American writer, journalist and editor (born 1952)

John Cullen Murphy, Jr. (born September 1, 1952) is an American writer, journalist and editor who was managing editor of The Atlantic magazine from 1985 to 2006.

== Early life and education ==
He was born in New Rochelle, New York, in 1952, a son of illustrator and cartoonist John Cullen Murphy. He grew up in Greenwich, Connecticut.

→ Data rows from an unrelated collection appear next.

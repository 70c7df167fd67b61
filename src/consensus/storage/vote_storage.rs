//! VoteStorage: all rounds the node currently tracks.
//!
//! A single `RwLock` guards the round map. Inserts take the write lock, so the
//! check-and-freeze of a round is atomic and each round yields at most one
//! terminal outcome. Readers share the lock and never see a half-applied batch.

use crate::consensus::cluster_order::RoundOrders;
use crate::consensus::round::Round;
use crate::consensus::storage::round_storage::{InsertReport, RoundStorage};
use crate::consensus::types::{ConsensusOutcomeType, Equivocation, FreezedRound, OrderKind, Outcome, VoteMessage};
use crate::utils::metrics::{self, METRICS};
use parking_lot::RwLock;
use std::collections::BTreeMap;
use tracing::{debug, warn};

/// Heights kept behind the current one when no window is configured
pub const DEFAULT_WINDOW: u64 = 10;

#[derive(Debug)]
struct Inner {
    rounds: BTreeMap<Round, RoundStorage>,
    current: Round,
}

#[derive(Debug)]
pub struct VoteStorage {
    inner: RwLock<Inner>,
    window: u64,
}

impl VoteStorage {
    pub fn new(window: u64) -> Self {
        Self {
            inner: RwLock::new(Inner { rounds: BTreeMap::new(), current: Round::default() }),
            window,
        }
    }

    fn is_stale(&self, current: Round, round: Round) -> bool {
        round.height.saturating_add(self.window) < current.height
    }

    /// Insert a batch of votes for `round`. Returns the transition this batch caused, if any.
    /// `orders` is `None` while the node has no ordering for the round; votes are then only retained.
    pub fn insert(&self, round: Round, votes: Vec<VoteMessage>, orders: Option<&RoundOrders>) -> Option<Outcome> {
        let mut inner = self.inner.write();
        let current = inner.current;
        if self.is_stale(current, round) {
            debug!("ignoring {} votes for pruned round {}", votes.len(), round);
            return None;
        }
        if round.height > current.height.saturating_add(self.window) {
            debug!("ignoring {} votes for round {}, too far ahead of {}", votes.len(), round, current);
            return None;
        }

        let storage = inner.rounds.entry(round).or_insert_with(|| RoundStorage::new(round));
        if storage.is_frozen() {
            debug!("round {} is frozen, ignoring {} votes", round, votes.len());
            return None;
        }

        let report = storage.insert(votes);
        log_report(round, &report, storage.equivocations());

        if round > current {
            if report.accepted > 0 && storage.mark_future_reported() {
                return Some(Outcome {
                    kind: ConsensusOutcomeType::Future,
                    round,
                    hash: None,
                    votes: storage.votes(),
                    decided_by: OrderKind::Primary,
                });
            }
            return None;
        }

        let outcome = storage.evaluate(orders?)?;
        storage.freeze(outcome.clone());
        Some(outcome)
    }

    /// Decide `round` from the votes already held, freezing it if they suffice.
    /// The flag is true when this call froze the round, false for a stored decision.
    pub fn evaluate(&self, round: Round, orders: &RoundOrders) -> Option<(Outcome, bool)> {
        let mut inner = self.inner.write();
        let storage = inner.rounds.get_mut(&round)?;
        if let Some(decision) = storage.decision() {
            return Some((decision.clone(), false));
        }
        let outcome = storage.evaluate(orders)?;
        storage.freeze(outcome.clone());
        Some((outcome, true))
    }

    /// Move the current round forward and drop rounds outside the retention window
    pub fn advance(&self, round: Round) {
        let mut inner = self.inner.write();
        if round <= inner.current {
            return;
        }
        inner.current = round;
        let floor = round.height.saturating_sub(self.window);
        let before = inner.rounds.len();
        inner.rounds.retain(|r, _| r.height >= floor);
        let pruned = before - inner.rounds.len();
        if pruned > 0 {
            debug!("pruned {} rounds below height {}", pruned, floor);
        }
    }

    pub fn current_round(&self) -> Round {
        self.inner.read().current
    }

    pub fn is_frozen(&self, round: Round) -> bool {
        let inner = self.inner.read();
        if self.is_stale(inner.current, round) {
            return true;
        }
        inner.rounds.get(&round).map_or(false, |s| s.is_frozen())
    }

    pub fn decision(&self, round: Round) -> Option<Outcome> {
        self.inner.read().rounds.get(&round).and_then(|s| s.decision().cloned())
    }

    pub fn votes(&self, round: Round) -> Vec<VoteMessage> {
        self.inner.read().rounds.get(&round).map(|s| s.votes()).unwrap_or_default()
    }

    pub fn voters(&self, round: Round) -> usize {
        self.inner.read().rounds.get(&round).map_or(0, |s| s.voters())
    }

    pub fn equivocations(&self, round: Round) -> Vec<Equivocation> {
        self.inner.read().rounds.get(&round).map(|s| s.equivocations().to_vec()).unwrap_or_default()
    }

    /// Rounds decided locally that are still retained
    pub fn frozen_rounds(&self) -> Vec<FreezedRound> {
        self.inner
            .read()
            .rounds
            .values()
            .filter(|s| s.is_frozen())
            .map(|s| FreezedRound { round: s.round() })
            .collect()
    }

    pub fn tracked_rounds(&self) -> usize {
        self.inner.read().rounds.len()
    }
}

impl Default for VoteStorage {
    fn default() -> Self {
        Self::new(DEFAULT_WINDOW)
    }
}

fn log_report(round: Round, report: &InsertReport, evidence: &[Equivocation]) {
    if report.duplicates > 0 {
        METRICS.add_counter(metrics::VOTES_DUPLICATE, report.duplicates as u64);
        debug!("round {}: ignored {} duplicate votes", round, report.duplicates);
    }
    if report.equivocations > 0 {
        METRICS.add_counter(metrics::VOTES_EQUIVOCATION, report.equivocations as u64);
        for e in &evidence[evidence.len() - report.equivocations..] {
            warn!(
                "round {}: peer {} equivocated ({:?} then {:?})",
                round,
                e.offender(),
                e.first.hash,
                e.second.hash
            );
        }
    }
    if report.foreign_round > 0 {
        warn!("round {}: dropped {} votes carrying another round", round, report.foreign_round);
    }
}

His family moved to Dublin, Ireland for several years, including 1966, the 50th anniversary of the Easter Revolution.

Murphy graduated from Amherst College cum laude with a degree in European studies in 1974. Murphy's first magazine job was in the paste-up department of Change, a magazine devoted to higher education.

== Career ==
He became an editor of The Wilson Quarterly in 1977. From the mid-1970s until 2004 he worked with his father, John Cullen Murphy, as writer for the comic strip Prince Valiant, for which his father produced the artwork. He became the editor of The Atlantic in the mid-1970s and edited it for more than twenty years. He is also the author of The Word According to Eve: Women and the Bible in Ancient Times and Our Own (1999); Are We Rome? (2007), which compares the politics and culture of Ancient Rome with that of the contemporary United States; God's Jury: The Inquisition and the Making of the Modern World (2012); and Cartoon County: My Father and His Friends in the Golden Age of Make-Believe (2017), a history of the cartoonists and illustrators from the Connecticut School. He currently serves as editor at large for Vanity Fair and is on the advisory board of the literary magazine The Common, based at Amherst College. He previously chaired Amherst's Board of Trustees.

== Personal life ==
Murphy lives in Massachusetts with his wife, Anna Marie Torres Murphy. He has three children, Jack, Anna, and Tim.

==Bibliography==

- Rathje, William (1992). "Rubbish! The archaeology of garbage"
- Murphy, Cullen (1995). "Just curious : essays"
- Murphy, Cullen (1998). "The Word according to Eve : women and the Bible in ancient times and our own"
- Murphy, Cullen (2012). "God's jury : the Inquisition and the making of the modern world"
- Murphy, Cullen (1996). "Eminent domains : a horticulturalist and the landscape at Monticello that he has brought back to life"
- Murphy, Cullen (1996). "The E word"
- Murphy, Cullen (2007). "Are we Rome? The fall of an empire and the fate of America"
- Carter, Graydon (2011). "Anderson & Sheppard : a style is born"
- Murphy, Cullen (2017). "Cartoon county : my father and his friends in the golden age of make-believe"
- Murphy, Cullen (2020). "The American crisis : what went wrong, how we recover"
- Gendel, Milton (2022). "Just passing through : a seven-decade Roman holiday : the diaries and photographs of Milton Gendel"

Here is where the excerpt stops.